Martin Dumont, le témoin-vedette de la commission Charbonneau qui a menti - oups! - qui a commis des erreurs factuelles dans son témoignage-choc de décembre, a peut-être joué, bien malgré lui, un rôle utile à la collectivité.

Son témoignage spectaculaire de décembre a été lourd de conséquences. Ses révélations sur la double comptabilité d'Union Montréal, sur le coffre-fort plein d'argent, sur la secrétaire forcée de compter 850 000$ en billets, ont sans doute contribué à précipiter la démission du maire Gérald Tremblay. On sait maintenant qu'une partie de son témoignage, sur le fameux 850 000$, était fausse. Cela jette des doutes sur le reste.

Mais ce témoignage, aussi imparfait soit-il, pourra néanmoins avoir des effets bénéfiques pour la suite des choses.

Le premier effet, c'est de nous inciter à la retenue. Depuis le début des travaux de la Commission, bien des gens ont tenté, sans grand succès, de rappeler aux citoyens qu'il faut interpréter avec prudence les témoignages aux audiences publiques tant que les faits n'ont pas été vérifiés. Grâce aux égarements de Martin Dumont, peut-être que le message passera mieux.

Le second effet, ce sera certainement de pousser la commission Charbonneau elle-même à faire preuve de plus de rigueur dans la façon dont elle recueille sa preuve et prépare les témoignages publics. Une commission dispose de pouvoirs considérables, qui comportent des risques, notamment celui d'avoir un effet dévastateur sur des réputations sans donner aux victimes le moyen de se défendre rapidement.

La Presse a révélé, avant les Fêtes, des failles dans le témoignage de Martin Dumont. Comment se fait-il que cela ait échappé à la commission, malgré ses ressources?

L'incident Dumont peut en partie s'expliquer par la dynamique même de cette commission, qui a pour mandat de rechercher la vérité sur les dérapages dans l'industrie de la construction, mais qui le fait dans un contexte politique et culturel précis. Les audiences publiques ont pour but d'informer le public, mais aussi d'exorciser une colère collective. Elles deviennent un spectacle télévisé, happées par la logique d'une téléréalité, celle de faire un bon show, avec des révélations spectaculaires, des coups d'éclat et des échanges colorés.

Il y aura un troisième effet, et c'est de refroidir une approche qui a séduit bien des gens au Québec dans le climat de cynisme et de colère provoqué par le scandale de la construction et ses ramifications politiques. Cette approche, c'est celle du justicier populiste, incarnée par l'ex-chef de police Jacques Duchesneau, maintenant député caquiste. Cet homme passionné, mais incontrôlable, pas toujours mesuré, verra certainement son image ternie par l'incident Dumont.

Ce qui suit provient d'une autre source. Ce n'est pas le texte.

use serde_json::Value as JsonValue;

use crate::dto::coerce_telefono;
use crate::models::candidato::EstadoCandidato;
use crate::utils::validation::{is_valid_email, is_valid_fecha, is_valid_hora};

use super::{check, is_boolean_like, FieldError, SchemaRejection};

pub fn validate_create(body: &JsonValue) -> Result<(), SchemaRejection> {
    let mut errores = Vec::new();

    if !has_text(body, "nombre") {
        errores.push(FieldError::new("nombre", "El nombre es requerido"));
    }
    if !has_text(body, "apellido_paterno") {
        errores.push(FieldError::new(
            "apellido_paterno",
            "El apellido paterno es requerido",
        ));
    }

    match body.get("email").and_then(JsonValue::as_str) {
        None | Some("") => errores.push(FieldError::new("email", "El email es requerido")),
        Some(email) if !is_valid_email(email) => {
            errores.push(FieldError::new("email", "El email no tiene un formato válido"));
        }
        Some(_) => {}
    }

    match body.get("telefono") {
        None | Some(JsonValue::Null) => {
            errores.push(FieldError::new("telefono", "El teléfono es requerido"));
        }
        Some(value) if coerce_telefono(value).is_none() => {
            errores.push(FieldError::new(
                "telefono",
                "El teléfono debe ser un número o una cadena con formato de teléfono",
            ));
        }
        Some(_) => {}
    }

    if let Some(estado) = body.get("estado") {
        let valido = estado
            .as_str()
            .and_then(EstadoCandidato::from_param)
            .is_some();
        if !valido {
            errores.push(FieldError::new("estado", "Estado inválido"));
        }
    }

    check_fecha(body, &mut errores);
    check_hora(body, &mut errores);
    check_llamar_ahora(body, &mut errores);

    check(errores)
}

pub fn validate_update(body: &JsonValue) -> Result<(), SchemaRejection> {
    let mut errores = Vec::new();

    if let Some(email) = body.get("email") {
        match email.as_str() {
            None | Some("") => {
                errores.push(FieldError::new("email", "El email no puede estar vacío"));
            }
            Some(value) if !is_valid_email(value) => {
                errores.push(FieldError::new("email", "El email no tiene un formato válido"));
            }
            Some(_) => {}
        }
    }

    if let Some(estado) = body.get("estado") {
        let valido = estado
            .as_str()
            .and_then(EstadoCandidato::from_param)
            .is_some();
        if !valido {
            errores.push(FieldError::new("estado", "Estado inválido"));
        }
    }

    check_fecha(body, &mut errores);
    check_hora(body, &mut errores);
    check_llamar_ahora(body, &mut errores);

    // At least one updatable field must be present.
    const CAMPOS: [&str; 5] = ["email", "telefono", "fecha", "hora", "llamar_ahora"];
    if !CAMPOS.iter().any(|campo| body.get(*campo).is_some()) {
        errores.push(FieldError::new(
            "",
            "Debe proporcionar al menos un campo para actualizar",
        ));
    }

    check(errores)
}

fn has_text(body: &JsonValue, field: &str) -> bool {
    body.get(field)
        .and_then(JsonValue::as_str)
        .map(|s| !s.is_empty())
        .unwrap_or(false)
}

fn check_fecha(body: &JsonValue, errores: &mut Vec<FieldError>) {
    if let Some(fecha) = body.get("fecha") {
        let aceptable = match fecha {
            JsonValue::Null => true,
            JsonValue::String(s) => s.is_empty() || is_valid_fecha(s),
            _ => false,
        };
        if !aceptable {
            errores.push(FieldError::new(
                "fecha",
                "La fecha debe tener el formato YYYY-MM-DD",
            ));
        }
    }
}

fn check_hora(body: &JsonValue, errores: &mut Vec<FieldError>) {
    if let Some(hora) = body.get("hora") {
        let aceptable = match hora {
            JsonValue::Null => true,
            JsonValue::String(s) => s.is_empty() || is_valid_hora(s),
            _ => false,
        };
        if !aceptable {
            errores.push(FieldError::new(
                "hora",
                "La hora debe tener el formato HH:MM o HH:MM:SS",
            ));
        }
    }
}

fn check_llamar_ahora(body: &JsonValue, errores: &mut Vec<FieldError>) {
    if let Some(llamar_ahora) = body.get("llamar_ahora") {
        if !is_boolean_like(llamar_ahora) {
            errores.push(FieldError::new(
                "llamar_ahora",
                "llamar_ahora debe ser un valor booleano",
            ));
        }
    }
}

#[cfg(test)]
mod tests {
    use super::*;
    use serde_json::json;

    fn fields(result: Result<(), SchemaRejection>) -> Vec<String> {
        result
            .err()
            .map(|r| r.errores.into_iter().map(|e| e.field).collect())
            .unwrap_or_default()
    }

    #[test]
    fn create_requires_mandatory_fields() {
        let campos = fields(validate_create(&json!({})));
        assert!(campos.contains(&"nombre".to_string()));
        assert!(campos.contains(&"apellido_paterno".to_string()));
        assert!(campos.contains(&"email".to_string()));
        assert!(campos.contains(&"telefono".to_string()));
    }

    #[test]
    fn create_accepts_minimal_valid_body() {
        let body = json!({
            "nombre": "Ana",
            "apellido_paterno": "López",
            "email": "ana@example.com",
            "telefono": "(555) 123-4567"
        });
        assert!(validate_create(&body).is_ok());
    }

    #[test]
    fn create_rejects_bad_email_and_estado() {
        let body = json!({
            "nombre": "Ana",
            "apellido_paterno": "López",
            "email": "sin-arroba",
            "telefono": "5551234567",
            "estado": "contratado"
        });
        let campos = fields(validate_create(&body));
        assert!(campos.contains(&"email".to_string()));
        assert!(campos.contains(&"estado".to_string()));
    }

    #[test]
    fn create_rejects_phone_without_digits() {
        let body = json!({
            "nombre": "Ana",
            "apellido_paterno": "López",
            "email": "ana@example.com",
            "telefono": "()- "
        });
        assert!(fields(validate_create(&body)).contains(&"telefono".to_string()));
    }

    #[test]
    fn create_checks_fecha_and_hora_patterns_but_allows_empty() {
        let malformed = json!({
            "nombre": "Ana",
            "apellido_paterno": "López",
            "email": "ana@example.com",
            "telefono": "5551234567",
            "fecha": "2024-1-2",
            "hora": "25:00"
        });
        let campos = fields(validate_create(&malformed));
        assert!(campos.contains(&"fecha".to_string()));
        assert!(campos.contains(&"hora".to_string()));

        let cleared = json!({
            "nombre": "Ana",
            "apellido_paterno": "López",
            "email": "ana@example.com",
            "telefono": "5551234567",
            "fecha": "",
            "hora": null
        });
        assert!(validate_create(&cleared).is_ok());
    }

    #[test]
    fn update_requires_at_least_one_field() {
        let rejection = validate_update(&json!({})).unwrap_err();
        assert_eq!(rejection.mensaje, "Datos de entrada inválidos");
        assert_eq!(
            rejection.errores[0].message,
            "Debe proporcionar al menos un campo para actualizar"
        );
    }

    #[test]
    fn update_accepts_single_field() {
        assert!(validate_update(&json!({"llamar_ahora": "true"})).is_ok());
        assert!(validate_update(&json!({"fecha": null})).is_ok());
    }

    #[test]
    fn update_validates_email_when_present() {
        let campos = fields(validate_update(&json!({"email": "roto"})));
        assert_eq!(campos, vec!["email".to_string()]);
    }
}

Pourquoi? Parce que Martin Dumont a été un candidat son équipe aux élections municipales de 1998, et que les deux hommes sont manifestement restés proches, même si M. Dumont, comme on a pu le voir dans ses témoignages, a projeté l'image d'un intrigant politique et même s'il a tardé à dénoncer les turpitudes dont il dit avoir été témoin.

Aussi parce que Jacques Duchesneau a aidé Martin Dumont à préparer son témoignage! Disons que le résultat n'a pas été heureux. Le même Duchesneau qui critiquait la façon dont les procureurs de la Commission l'avaient interrogé s'est chargé ensuite de préparer un témoin pour la même Commission, dans un contexte qui suggère les manigances de coulisses.

Enfin, pour boucler la boucle, parce que M. Dumont a été l'une des sources du rapport secret de M. Duchesneau, qui affirmait que 70% du financement politique était illégal, une conclusion fracassante, mais si excessive qu'elle a suscité l'incrédulité.

Le but d'une commission n'est pas d'amuser les téléspectateurs, mais de rechercher la vérité et de proposer des solutions. Pour y parvenir, parfois vaut-il mieux être fastidieux, méticuleux et crédible, quitte à être moins divertissant.